PROBLEM
For every line below that includes the word "definitions", add one; report the final number and nothing else.

Records excerpted from a collection:
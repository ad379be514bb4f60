pub mod emit;
pub mod solver;
pub mod towers;
//! Error types for the scoring engine.
//!
//! The analysis path itself never fails: malformed inputs degrade into
//! well-formed results (see `service::schema_analyzer`). The only fallible
//! operation is building a catalog from user-supplied profile definitions.

use thiserror::Error;

/// Errors raised while constructing a `SchemaRequirementCatalog` from
/// external profile definitions. Surfaced once at startup; the analyzers
/// never see a half-validated profile.
#[derive(Debug, Error, PartialEq, Eq)]
pub enum CatalogError {
    /// A profile definition is missing one of its three tier lists
    #[error("profile '{type_name}' is missing its '{tier}' tier")]
    MissingTier {
        type_name: String,
        tier: &'static str,
    },

    /// A profile definition has an empty display label
    #[error("profile '{0}' has an empty label")]
    EmptyLabel(String),

    /// The same type name was defined twice
    #[error("duplicate profile for type '{0}'")]
    DuplicateType(String),

    /// A property spec inside a tier has an empty key
    #[error("profile '{type_name}' has a property with an empty key in tier '{tier}'")]
    EmptyPropertyKey {
        type_name: String,
        tier: &'static str,
    },
}

impl CatalogError {
    pub fn missing_tier(type_name: impl Into<String>, tier: &'static str) -> Self {
        Self::MissingTier {
            type_name: type_name.into(),
            tier,
        }
    }
}

/// Result type alias using CatalogError.
pub type Result<T> = std::result::Result<T, CatalogError>;
//! Open Graph and Twitter Card extraction and validation.

use std::sync::LazyLock;

use scraper::{Html, Selector};
use url::Url;

use crate::domain::{IssueRecord, TagBag};

/// The five Open Graph tags every page should carry. Also drives the SNS
/// sub-score and guidance; keep this the only copy of the set.
pub const OG_REQUIRED_FIELDS: [&str; 5] = ["title", "description", "image", "url", "type"];

/// Twitter tags needed for a card to render.
pub const TWITTER_REQUIRED_FIELDS: [&str; 4] = ["card", "title", "description", "image"];

/// Valid values for `twitter:card`.
pub const TWITTER_CARD_TYPES: [&str; 4] = ["summary", "summary_large_image", "app", "player"];

fn selector(s: &'static str) -> Selector {
    Selector::parse(s).expect("static selector must parse")
}

static OG_PROPERTY_SEL: LazyLock<Selector> = LazyLock::new(|| selector(r#"meta[property^="og:"]"#));
static OG_NAME_SEL: LazyLock<Selector> = LazyLock::new(|| selector(r#"meta[name^="og:"]"#));
static TWITTER_SEL: LazyLock<Selector> = LazyLock::new(|| selector(r#"meta[name^="twitter:"]"#));

fn collect_prefixed(document: &Html, sel: &Selector, attr: &str, prefix: &str, bag: &mut TagBag) {
    for element in document.select(sel) {
        let Some(name) = element.value().attr(attr) else {
            continue;
        };
        let Some(suffix) = name.strip_prefix(prefix) else {
            continue;
        };
        let content = element
            .value()
            .attr("content")
            .map(str::trim)
            .unwrap_or_default();
        if suffix.is_empty() || content.is_empty() {
            continue;
        }
        // first occurrence wins; fallback sources never overwrite
        bag.entry(suffix.to_string())
            .or_insert_with(|| content.to_string());
    }
}

/// Collect `og:*` tags into a suffix-keyed bag. `meta[property]` is the
/// canonical source; `meta[name]` is merged afterwards for pages that use
/// the non-standard attribute.
pub fn extract_open_graph(document: &Html) -> TagBag {
    let mut bag = TagBag::new();
    collect_prefixed(document, &OG_PROPERTY_SEL, "property", "og:", &mut bag);
    collect_prefixed(document, &OG_NAME_SEL, "name", "og:", &mut bag);
    bag
}

/// Collect `twitter:*` tags into a suffix-keyed bag.
pub fn extract_twitter_card(document: &Html) -> TagBag {
    let mut bag = TagBag::new();
    collect_prefixed(document, &TWITTER_SEL, "name", "twitter:", &mut bag);
    bag
}

pub fn validate_open_graph(tags: &TagBag) -> Vec<IssueRecord> {
    let mut issues = Vec::new();

    for field in OG_REQUIRED_FIELDS {
        if !tags.contains_key(field) {
            issues.push(IssueRecord::error(
                format!("og:{field}"),
                format!("Missing required Open Graph tag og:{field}"),
            ));
        }
    }

    for field in ["image", "url"] {
        if let Some(value) = tags.get(field) {
            if Url::parse(value).is_err() {
                issues.push(IssueRecord::error(
                    format!("og:{field}"),
                    format!("og:{field} is not a valid URL: {value}"),
                ));
            }
        }
    }

    issues
}

pub fn validate_twitter_card(tags: &TagBag) -> Vec<IssueRecord> {
    let mut issues = Vec::new();

    for field in TWITTER_REQUIRED_FIELDS {
        if !tags.contains_key(field) {
            issues.push(IssueRecord::warning(
                format!("twitter:{field}"),
                format!("Missing Twitter Card tag twitter:{field}"),
            ));
        }
    }

    if let Some(card) = tags.get("card") {
        if !TWITTER_CARD_TYPES.contains(&card.as_str()) {
            issues.push(IssueRecord::error(
                "twitter:card",
                format!(
                    "Unknown twitter:card type '{card}' (expected one of: {})",
                    TWITTER_CARD_TYPES.join(", ")
                ),
            ));
        }
    }

    if let Some(image) = tags.get("image") {
        if Url::parse(image).is_err() {
            issues.push(IssueRecord::error(
                "twitter:image",
                format!("twitter:image is not a valid URL: {image}"),
            ));
        }
    }

    issues
}

#[cfg(test)]
mod tests {
    use super::*;
    use crate::domain::IssueSeverity;

    fn doc(html: &str) -> Html {
        Html::parse_document(html)
    }

    fn bag(pairs: &[(&str, &str)]) -> TagBag {
        pairs
            .iter()
            .map(|(k, v)| (k.to_string(), v.to_string()))
            .collect()
    }

    #[test]
    fn test_extract_open_graph_strips_prefix() {
        let document = doc(
            r#"<html><head>
                <meta property="og:title" content="Title">
                <meta property="og:image" content="https://example.com/i.png">
            </head></html>"#,
        );
        let tags = extract_open_graph(&document);
        assert_eq!(tags.get("title").map(String::as_str), Some("Title"));
        assert_eq!(
            tags.get("image").map(String::as_str),
            Some("https://example.com/i.png")
        );
        assert!(!tags.contains_key("og:title"));
    }

    #[test]
    fn test_extract_open_graph_name_fallback_does_not_overwrite() {
        let document = doc(
            r#"<html><head>
                <meta property="og:title" content="From property">
                <meta name="og:title" content="From name">
                <meta name="og:description" content="Only as name">
            </head></html>"#,
        );
        let tags = extract_open_graph(&document);
        assert_eq!(tags.get("title").map(String::as_str), Some("From property"));
        assert_eq!(
            tags.get("description").map(String::as_str),
            Some("Only as name")
        );
    }

    #[test]
    fn test_extract_skips_empty_content() {
        let document = doc(
            r#"<html><head>
                <meta property="og:title" content="   ">
                <meta property="og:type">
            </head></html>"#,
        );
        assert!(extract_open_graph(&document).is_empty());
    }

    #[test]
    fn test_extract_twitter_card() {
        let document = doc(
            r#"<html><head>
                <meta name="twitter:card" content="summary">
                <meta name="twitter:title" content="T">
            </head></html>"#,
        );
        let tags = extract_twitter_card(&document);
        assert_eq!(tags.get("card").map(String::as_str), Some("summary"));
        assert_eq!(tags.len(), 2);
    }

    #[test]
    fn test_validate_open_graph_all_required_missing() {
        let issues = validate_open_graph(&TagBag::new());
        assert_eq!(issues.len(), 5);
        assert!(issues.iter().all(|i| i.severity == IssueSeverity::Error));
    }

    #[test]
    fn test_validate_open_graph_bad_image_url() {
        let tags = bag(&[
            ("title", "T"),
            ("description", "D"),
            ("image", "not a url"),
            ("url", "https://example.com/"),
            ("type", "website"),
        ]);
        let issues = validate_open_graph(&tags);
        assert_eq!(issues.len(), 1);
        assert_eq!(issues[0].field, "og:image");
        assert_eq!(issues[0].severity, IssueSeverity::Error);
    }

    #[test]
    fn test_validate_open_graph_complete_is_clean() {
        let tags = bag(&[
            ("title", "T"),
            ("description", "D"),
            ("image", "https://example.com/i.png"),
            ("url", "https://example.com/"),
            ("type", "article"),
        ]);
        assert!(validate_open_graph(&tags).is_empty());
    }

    #[test]
    fn test_validate_twitter_missing_tags_are_warnings() {
        let issues = validate_twitter_card(&TagBag::new());
        assert_eq!(issues.len(), 4);
        assert!(issues.iter().all(|i| i.severity == IssueSeverity::Warning));
    }

    #[test]
    fn test_validate_twitter_unknown_card_type_is_error() {
        let tags = bag(&[("card", "gallery")]);
        let issues = validate_twitter_card(&tags);
        assert!(issues
            .iter()
            .any(|i| i.field == "twitter:card" && i.severity == IssueSeverity::Error));
    }

    #[test]
    fn test_validate_twitter_valid_card_types_accepted() {
        for card in TWITTER_CARD_TYPES {
            let tags = bag(&[
                ("card", card),
                ("title", "T"),
                ("description", "D"),
                ("image", "https://example.com/i.png"),
            ]);
            assert!(
                validate_twitter_card(&tags).is_empty(),
                "card type {card} should validate"
            );
        }
    }
}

EXERCISE SOLUTION
2